(Stored data)
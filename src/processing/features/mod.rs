// src/processing/features/mod.rs
//! Block-wise feature extraction
//!
//! The analyzed portion of a buffer is partitioned into fixed-size blocks
//! and every processed block contributes one row to a feature matrix. The
//! column layout is derived once per selection and stays stable for the
//! whole analysis pass: RMS, zero-cross rate, spectral flux, spectral
//! centroid, then twelve MFCC columns, with columns present only for
//! selected features and packed contiguously in that order.

pub mod mfcc;
pub mod spectral;
pub mod time_domain;

use crate::audio::{Region, SampleBuffer};
use crate::config::constants::MFCC_NUM_COEFFICIENTS;
use crate::config::AnalysisConfig;
use crate::error::AnalysisResult;
use crate::processing::fft::FftProcessor;
use mfcc::MelFilterbank;
use ndarray::Array2;
use rayon::prelude::*;
use rustfft::num_complex::Complex;
use serde::{Deserialize, Serialize};

/// Feature kinds in their fixed column order
pub const FEATURE_ORDER: [FeatureKind; 5] = [
    FeatureKind::Rms,
    FeatureKind::ZeroCrossRate,
    FeatureKind::SpectralFlux,
    FeatureKind::SpectralCentroid,
    FeatureKind::Mfcc,
];

/// A kind of block-wise acoustic feature
#[derive(Debug, Clone, Copy, PartialEq, Eq, Hash)]
pub enum FeatureKind {
    /// Summed-energy magnitude over all channels of a block
    Rms,
    /// Sign-change rate over all channels of a block
    ZeroCrossRate,
    /// Spectral flux; currently a stub that always yields 0
    SpectralFlux,
    /// Power-weighted mean bin index of the half spectrum
    SpectralCentroid,
    /// Twelve mel-frequency cepstral coefficients
    Mfcc,
}

impl FeatureKind {
    /// Number of matrix columns this feature occupies
    pub fn column_count(self) -> usize {
        match self {
            FeatureKind::Mfcc => MFCC_NUM_COEFFICIENTS,
            _ => 1,
        }
    }

    /// Whether computing this feature requires the block's spectrum
    pub fn needs_fft(self) -> bool {
        matches!(
            self,
            FeatureKind::SpectralFlux | FeatureKind::SpectralCentroid | FeatureKind::Mfcc
        )
    }
}

/// Which features populate the feature matrix
///
/// Immutable for the duration of one analysis pass.
#[derive(Debug, Clone, Copy, PartialEq, Eq, Serialize, Deserialize)]
pub struct FeatureSelection {
    /// Summed-energy RMS
    pub rms: bool,
    /// Zero-cross rate
    pub zero_cross_rate: bool,
    /// Spectral flux (stub)
    pub spectral_flux: bool,
    /// Spectral centroid
    pub spectral_centroid: bool,
    /// MFCC, twelve coefficients
    pub mfcc: bool,
}

impl FeatureSelection {
    /// Every feature enabled
    pub fn all() -> Self {
        Self {
            rms: true,
            zero_cross_rate: true,
            spectral_flux: true,
            spectral_centroid: true,
            mfcc: true,
        }
    }

    /// No feature enabled
    pub fn none() -> Self {
        Self {
            rms: false,
            zero_cross_rate: false,
            spectral_flux: false,
            spectral_centroid: false,
            mfcc: false,
        }
    }

    /// Whether a kind is selected
    pub fn is_selected(&self, kind: FeatureKind) -> bool {
        match kind {
            FeatureKind::Rms => self.rms,
            FeatureKind::ZeroCrossRate => self.zero_cross_rate,
            FeatureKind::SpectralFlux => self.spectral_flux,
            FeatureKind::SpectralCentroid => self.spectral_centroid,
            FeatureKind::Mfcc => self.mfcc,
        }
    }

    /// Selected kinds in fixed column order
    pub fn active_kinds(&self) -> impl Iterator<Item = FeatureKind> + '_ {
        FEATURE_ORDER
            .iter()
            .copied()
            .filter(move |&kind| self.is_selected(kind))
    }

    /// Total selected-feature column count; MFCC counts as twelve
    pub fn num_columns(&self) -> usize {
        self.active_kinds().map(FeatureKind::column_count).sum()
    }

    /// Whether any selected feature requires a frequency-domain transform
    pub fn needs_fft(&self) -> bool {
        self.active_kinds().any(FeatureKind::needs_fft)
    }

    /// Whether no feature is selected
    pub fn is_empty(&self) -> bool {
        self.active_kinds().next().is_none()
    }
}

/// Column offsets of the active features, derived once per selection
#[derive(Debug, Clone)]
pub struct ColumnLayout {
    entries: Vec<(FeatureKind, usize)>,
    num_columns: usize,
}

impl ColumnLayout {
    /// Build the layout table for a selection
    pub fn new(selection: &FeatureSelection) -> Self {
        let mut entries = Vec::new();
        let mut offset = 0;
        for kind in selection.active_kinds() {
            entries.push((kind, offset));
            offset += kind.column_count();
        }
        Self {
            entries,
            num_columns: offset,
        }
    }

    /// First column of a feature, if it is active
    pub fn offset_of(&self, kind: FeatureKind) -> Option<usize> {
        self.entries
            .iter()
            .find(|(k, _)| *k == kind)
            .map(|&(_, offset)| offset)
    }

    /// Active features with their column offsets, in order
    pub fn entries(&self) -> &[(FeatureKind, usize)] {
        &self.entries
    }

    /// Total column count
    pub fn num_columns(&self) -> usize {
        self.num_columns
    }
}

/// Turns a sample buffer, region and feature selection into a block-by-column
/// feature matrix
pub struct FeatureExtractor {
    block_size: usize,
    mel_min_hz: f32,
    mel_max_hz: f32,
    fft: FftProcessor,
}

impl FeatureExtractor {
    /// Create an extractor from validated configuration
    pub fn new(config: &AnalysisConfig) -> AnalysisResult<Self> {
        config.validate()?;
        Ok(Self {
            block_size: config.block_size,
            mel_min_hz: config.mel.min_freq_hz,
            mel_max_hz: config.mel.max_freq_hz,
            fft: FftProcessor::new(config.block_size),
        })
    }

    /// Block size in samples
    pub fn block_size(&self) -> usize {
        self.block_size
    }

    /// Total number of blocks covering a sample count, counting a trailing
    /// partial block as one
    pub fn num_total_blocks(&self, num_samples: usize) -> usize {
        num_samples.div_ceil(self.block_size)
    }

    /// Compute the feature matrix for a region of a buffer
    ///
    /// The matrix has one row per block the region resolves to and one
    /// column per selected feature column. The extraction loop walks blocks
    /// `[start, end-1)`: the final resolved block is never processed and its
    /// row stays zero. That half-open range is inherited behavior that
    /// existing thresholds depend on, so it is kept and pinned by tests.
    ///
    /// An empty selection short-circuits to a 0x0 matrix.
    pub fn compute_feature_matrix(
        &self,
        buffer: &SampleBuffer,
        selection: &FeatureSelection,
        region: Region,
    ) -> AnalysisResult<Array2<f32>> {
        if selection.is_empty() {
            return Ok(Array2::zeros((0, 0)));
        }

        let total_blocks = self.num_total_blocks(buffer.num_samples());
        let (start_block, end_block) = region.to_block_range(total_blocks);
        let num_rows = end_block.saturating_sub(start_block);
        let layout = ColumnLayout::new(selection);

        tracing::debug!(
            total_blocks,
            start_block,
            end_block,
            columns = layout.num_columns(),
            "computing feature matrix"
        );

        let mut matrix = Array2::zeros((num_rows, layout.num_columns()));
        let num_processed = num_rows.saturating_sub(1);

        let mel = if selection.mfcc {
            Some(MelFilterbank::new(
                buffer.sample_rate(),
                self.block_size,
                self.mel_min_hz,
                self.mel_max_hz,
            ))
        } else {
            None
        };

        // Blocks are independent; rows are filled in parallel.
        let rows: Vec<Vec<f32>> = (0..num_processed)
            .into_par_iter()
            .map(|row| {
                self.compute_row(buffer, &layout, mel.as_ref(), start_block + row)
            })
            .collect();

        for (row_idx, row) in rows.into_iter().enumerate() {
            for (col_idx, value) in row.into_iter().enumerate() {
                matrix[[row_idx, col_idx]] = value;
            }
        }

        Ok(matrix)
    }

    fn compute_row(
        &self,
        buffer: &SampleBuffer,
        layout: &ColumnLayout,
        mel: Option<&MelFilterbank>,
        block_index: usize,
    ) -> Vec<f32> {
        let block = self.gather_block(buffer, block_index);

        // One transform per block, shared by every spectral feature. Only
        // the first channel feeds the FFT; time-domain features sum over
        // all channels.
        let needs_fft = layout
            .entries()
            .iter()
            .any(|(kind, _)| kind.needs_fft());
        let spectrum: Option<Vec<Complex<f32>>> =
            needs_fft.then(|| self.fft.half_spectrum(&block[0]));

        let mut row = vec![0.0; layout.num_columns()];
        for &(kind, offset) in layout.entries() {
            match kind {
                FeatureKind::Rms => {
                    row[offset] = time_domain::summed_energy_rms(&block);
                }
                FeatureKind::ZeroCrossRate => {
                    row[offset] = time_domain::zero_cross_rate(&block);
                }
                FeatureKind::SpectralFlux => {
                    row[offset] = spectral::spectral_flux(spectrum.as_deref().unwrap_or(&[]));
                }
                FeatureKind::SpectralCentroid => {
                    row[offset] =
                        spectral::spectral_centroid(spectrum.as_deref().unwrap_or(&[]));
                }
                FeatureKind::Mfcc => {
                    if let (Some(mel), Some(spectrum)) = (mel, spectrum.as_deref()) {
                        let coefficients = mel.mfcc_from_spectrum(spectrum);
                        row[offset..offset + coefficients.len()]
                            .copy_from_slice(&coefficients);
                    }
                }
            }
        }
        row
    }

    /// Copy a block's samples into per-channel scratch buffers of block
    /// size, zero-padding a trailing partial block
    fn gather_block(&self, buffer: &SampleBuffer, block_index: usize) -> Vec<Vec<f32>> {
        let block_start = block_index * self.block_size;
        let available = buffer.num_samples().saturating_sub(block_start);
        let to_copy = available.min(self.block_size);

        (0..buffer.num_channels())
            .map(|ch| {
                let mut scratch = vec![0.0f32; self.block_size];
                scratch[..to_copy]
                    .copy_from_slice(&buffer.channel(ch)[block_start..block_start + to_copy]);
                scratch
            })
            .collect()
    }
}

HOW TO COMPLETE THIS TASK: Retype the first line of the entries and every line after it, please, through the line that contains "feature matrix. The". Add nothing.

RESPONSE TO THE TASK:
filename src/processing/features/mod.rs
// src/processing/features/mod.rs
//! Block-wise feature extraction
//!
//! The analyzed portion of a buffer is partitioned into fixed-size blocks
//! and every processed block contributes one row to a feature matrix. The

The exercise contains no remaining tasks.